## Data shown:
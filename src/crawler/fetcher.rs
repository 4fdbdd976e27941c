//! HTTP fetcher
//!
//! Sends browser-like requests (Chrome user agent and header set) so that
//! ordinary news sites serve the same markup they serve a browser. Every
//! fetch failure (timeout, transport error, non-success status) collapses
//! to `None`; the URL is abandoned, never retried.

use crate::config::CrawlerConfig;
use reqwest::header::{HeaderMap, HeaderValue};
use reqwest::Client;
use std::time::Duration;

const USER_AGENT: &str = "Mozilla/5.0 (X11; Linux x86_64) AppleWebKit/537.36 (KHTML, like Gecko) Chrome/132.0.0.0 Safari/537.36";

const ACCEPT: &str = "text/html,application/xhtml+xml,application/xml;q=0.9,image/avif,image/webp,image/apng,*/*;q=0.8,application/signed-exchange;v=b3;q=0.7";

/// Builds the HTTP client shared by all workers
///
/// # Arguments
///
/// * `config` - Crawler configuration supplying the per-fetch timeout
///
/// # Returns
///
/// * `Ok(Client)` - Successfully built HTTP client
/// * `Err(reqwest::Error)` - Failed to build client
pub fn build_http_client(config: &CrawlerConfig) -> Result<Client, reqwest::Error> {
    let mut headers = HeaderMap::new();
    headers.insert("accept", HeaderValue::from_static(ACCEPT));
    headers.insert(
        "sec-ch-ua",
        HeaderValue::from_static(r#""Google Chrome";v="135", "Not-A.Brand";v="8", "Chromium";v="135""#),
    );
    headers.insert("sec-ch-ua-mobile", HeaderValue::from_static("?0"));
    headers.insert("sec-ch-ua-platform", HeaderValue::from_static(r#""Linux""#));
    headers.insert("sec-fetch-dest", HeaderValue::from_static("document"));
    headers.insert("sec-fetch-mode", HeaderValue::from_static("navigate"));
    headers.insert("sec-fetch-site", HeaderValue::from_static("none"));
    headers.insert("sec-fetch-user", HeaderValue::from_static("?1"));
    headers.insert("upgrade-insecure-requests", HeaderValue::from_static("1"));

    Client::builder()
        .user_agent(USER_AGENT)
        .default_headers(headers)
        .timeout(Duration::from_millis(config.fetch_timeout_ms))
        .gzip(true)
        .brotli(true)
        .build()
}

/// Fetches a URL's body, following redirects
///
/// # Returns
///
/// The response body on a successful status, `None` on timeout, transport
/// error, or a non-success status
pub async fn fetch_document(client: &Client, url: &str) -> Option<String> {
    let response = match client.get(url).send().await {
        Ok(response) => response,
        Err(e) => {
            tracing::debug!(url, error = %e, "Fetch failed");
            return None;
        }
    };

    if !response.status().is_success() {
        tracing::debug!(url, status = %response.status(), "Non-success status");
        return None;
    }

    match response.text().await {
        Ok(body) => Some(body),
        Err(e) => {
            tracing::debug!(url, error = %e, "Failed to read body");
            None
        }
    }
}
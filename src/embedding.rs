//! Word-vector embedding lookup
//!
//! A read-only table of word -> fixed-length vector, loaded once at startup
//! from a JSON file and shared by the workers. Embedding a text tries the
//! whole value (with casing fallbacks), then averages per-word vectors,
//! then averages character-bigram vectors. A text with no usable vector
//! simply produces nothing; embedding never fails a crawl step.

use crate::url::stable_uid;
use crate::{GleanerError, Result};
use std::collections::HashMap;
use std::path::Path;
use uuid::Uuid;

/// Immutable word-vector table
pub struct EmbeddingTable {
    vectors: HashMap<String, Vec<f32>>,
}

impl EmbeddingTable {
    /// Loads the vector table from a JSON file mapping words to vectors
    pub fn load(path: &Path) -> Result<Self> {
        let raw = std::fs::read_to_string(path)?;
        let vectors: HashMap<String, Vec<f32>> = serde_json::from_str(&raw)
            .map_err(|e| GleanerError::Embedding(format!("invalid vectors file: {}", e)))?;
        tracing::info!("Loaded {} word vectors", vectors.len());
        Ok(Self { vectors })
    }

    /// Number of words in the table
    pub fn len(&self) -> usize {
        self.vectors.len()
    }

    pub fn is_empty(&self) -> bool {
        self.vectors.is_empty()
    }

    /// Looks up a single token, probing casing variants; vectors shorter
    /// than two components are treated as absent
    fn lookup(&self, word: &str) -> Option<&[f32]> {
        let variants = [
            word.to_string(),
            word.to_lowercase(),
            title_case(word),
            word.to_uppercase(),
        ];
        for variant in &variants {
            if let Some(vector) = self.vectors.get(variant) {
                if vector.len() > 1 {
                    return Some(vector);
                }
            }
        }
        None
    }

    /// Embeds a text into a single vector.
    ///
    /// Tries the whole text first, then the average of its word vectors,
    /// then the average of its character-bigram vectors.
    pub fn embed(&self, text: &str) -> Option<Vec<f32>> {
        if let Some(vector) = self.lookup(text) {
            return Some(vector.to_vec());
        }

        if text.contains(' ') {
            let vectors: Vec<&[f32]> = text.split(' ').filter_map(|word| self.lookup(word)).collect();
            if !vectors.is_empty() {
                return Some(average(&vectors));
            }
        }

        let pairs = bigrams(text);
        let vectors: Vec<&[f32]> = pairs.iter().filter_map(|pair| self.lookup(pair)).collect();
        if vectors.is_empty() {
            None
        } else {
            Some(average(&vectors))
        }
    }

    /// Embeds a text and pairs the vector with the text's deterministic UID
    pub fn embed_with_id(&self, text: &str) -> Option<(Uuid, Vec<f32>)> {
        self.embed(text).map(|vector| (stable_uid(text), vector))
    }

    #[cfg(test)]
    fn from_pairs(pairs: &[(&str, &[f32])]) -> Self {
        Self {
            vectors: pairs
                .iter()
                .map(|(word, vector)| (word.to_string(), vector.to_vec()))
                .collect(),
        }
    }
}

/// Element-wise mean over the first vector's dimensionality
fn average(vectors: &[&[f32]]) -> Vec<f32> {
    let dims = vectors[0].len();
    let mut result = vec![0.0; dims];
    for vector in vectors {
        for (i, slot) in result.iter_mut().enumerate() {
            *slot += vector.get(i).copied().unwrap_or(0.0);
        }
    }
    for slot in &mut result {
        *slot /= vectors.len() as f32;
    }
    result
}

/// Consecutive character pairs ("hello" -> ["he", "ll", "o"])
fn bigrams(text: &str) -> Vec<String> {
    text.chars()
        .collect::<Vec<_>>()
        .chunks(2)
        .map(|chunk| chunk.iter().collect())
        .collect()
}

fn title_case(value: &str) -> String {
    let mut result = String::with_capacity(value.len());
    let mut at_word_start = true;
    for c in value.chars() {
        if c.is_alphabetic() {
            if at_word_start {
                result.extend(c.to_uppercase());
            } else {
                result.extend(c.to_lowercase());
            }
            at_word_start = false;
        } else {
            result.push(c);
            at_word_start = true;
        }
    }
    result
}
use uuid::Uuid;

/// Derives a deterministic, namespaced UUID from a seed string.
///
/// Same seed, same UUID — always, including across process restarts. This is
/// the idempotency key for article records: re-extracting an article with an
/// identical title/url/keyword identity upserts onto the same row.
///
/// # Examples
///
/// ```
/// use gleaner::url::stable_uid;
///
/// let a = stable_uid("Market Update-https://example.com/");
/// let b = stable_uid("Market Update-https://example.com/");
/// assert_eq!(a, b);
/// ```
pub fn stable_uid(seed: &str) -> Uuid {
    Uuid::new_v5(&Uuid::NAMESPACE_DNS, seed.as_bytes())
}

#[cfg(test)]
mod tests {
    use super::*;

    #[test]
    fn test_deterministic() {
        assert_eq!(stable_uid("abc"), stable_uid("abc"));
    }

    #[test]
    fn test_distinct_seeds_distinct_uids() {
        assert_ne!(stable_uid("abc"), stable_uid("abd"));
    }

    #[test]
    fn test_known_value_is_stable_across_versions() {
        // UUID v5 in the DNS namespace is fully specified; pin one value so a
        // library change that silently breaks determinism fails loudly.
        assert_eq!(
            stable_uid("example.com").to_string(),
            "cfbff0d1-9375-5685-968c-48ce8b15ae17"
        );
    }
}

...

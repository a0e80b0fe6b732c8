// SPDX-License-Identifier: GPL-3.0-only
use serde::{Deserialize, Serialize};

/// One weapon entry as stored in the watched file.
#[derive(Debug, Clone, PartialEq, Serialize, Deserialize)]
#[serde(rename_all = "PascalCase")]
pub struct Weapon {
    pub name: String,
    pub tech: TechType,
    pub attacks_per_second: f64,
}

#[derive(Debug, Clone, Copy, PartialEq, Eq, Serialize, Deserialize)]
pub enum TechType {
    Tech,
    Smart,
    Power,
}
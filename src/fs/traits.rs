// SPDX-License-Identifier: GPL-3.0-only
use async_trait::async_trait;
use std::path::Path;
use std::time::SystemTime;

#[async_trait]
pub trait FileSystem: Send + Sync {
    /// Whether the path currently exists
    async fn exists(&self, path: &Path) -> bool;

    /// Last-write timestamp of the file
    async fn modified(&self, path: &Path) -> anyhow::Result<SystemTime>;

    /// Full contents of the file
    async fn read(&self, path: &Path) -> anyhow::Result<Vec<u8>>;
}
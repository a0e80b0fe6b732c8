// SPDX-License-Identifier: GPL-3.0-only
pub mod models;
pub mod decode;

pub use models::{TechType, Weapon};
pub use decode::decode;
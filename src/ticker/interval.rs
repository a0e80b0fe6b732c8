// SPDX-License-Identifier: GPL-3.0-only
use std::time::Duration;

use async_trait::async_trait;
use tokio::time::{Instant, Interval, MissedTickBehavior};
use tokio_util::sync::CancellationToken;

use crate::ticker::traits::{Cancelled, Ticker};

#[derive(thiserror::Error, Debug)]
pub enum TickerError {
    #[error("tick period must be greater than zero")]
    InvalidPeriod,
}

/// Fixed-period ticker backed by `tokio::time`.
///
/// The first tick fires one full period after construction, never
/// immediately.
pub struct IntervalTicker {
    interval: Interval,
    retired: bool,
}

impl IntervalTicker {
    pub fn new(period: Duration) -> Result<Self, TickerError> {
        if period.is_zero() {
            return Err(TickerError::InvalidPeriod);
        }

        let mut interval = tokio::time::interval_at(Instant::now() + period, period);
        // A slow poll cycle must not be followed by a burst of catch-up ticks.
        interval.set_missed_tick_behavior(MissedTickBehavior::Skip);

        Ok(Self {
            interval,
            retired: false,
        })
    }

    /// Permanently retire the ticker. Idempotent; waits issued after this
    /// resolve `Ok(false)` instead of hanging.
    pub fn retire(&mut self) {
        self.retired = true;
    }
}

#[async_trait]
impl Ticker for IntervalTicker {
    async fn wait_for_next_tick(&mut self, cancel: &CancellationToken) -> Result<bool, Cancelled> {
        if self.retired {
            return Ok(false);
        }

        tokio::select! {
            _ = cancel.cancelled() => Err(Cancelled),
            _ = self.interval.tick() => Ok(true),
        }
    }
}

## The task:
Find and copy each line in the material above where the string "CrawlerConfig" occurs.

## Expected answer:
use crate::config::CrawlerConfig;
pub fn build_http_client(config: &CrawlerConfig) -> Result<Client, reqwest::Error> {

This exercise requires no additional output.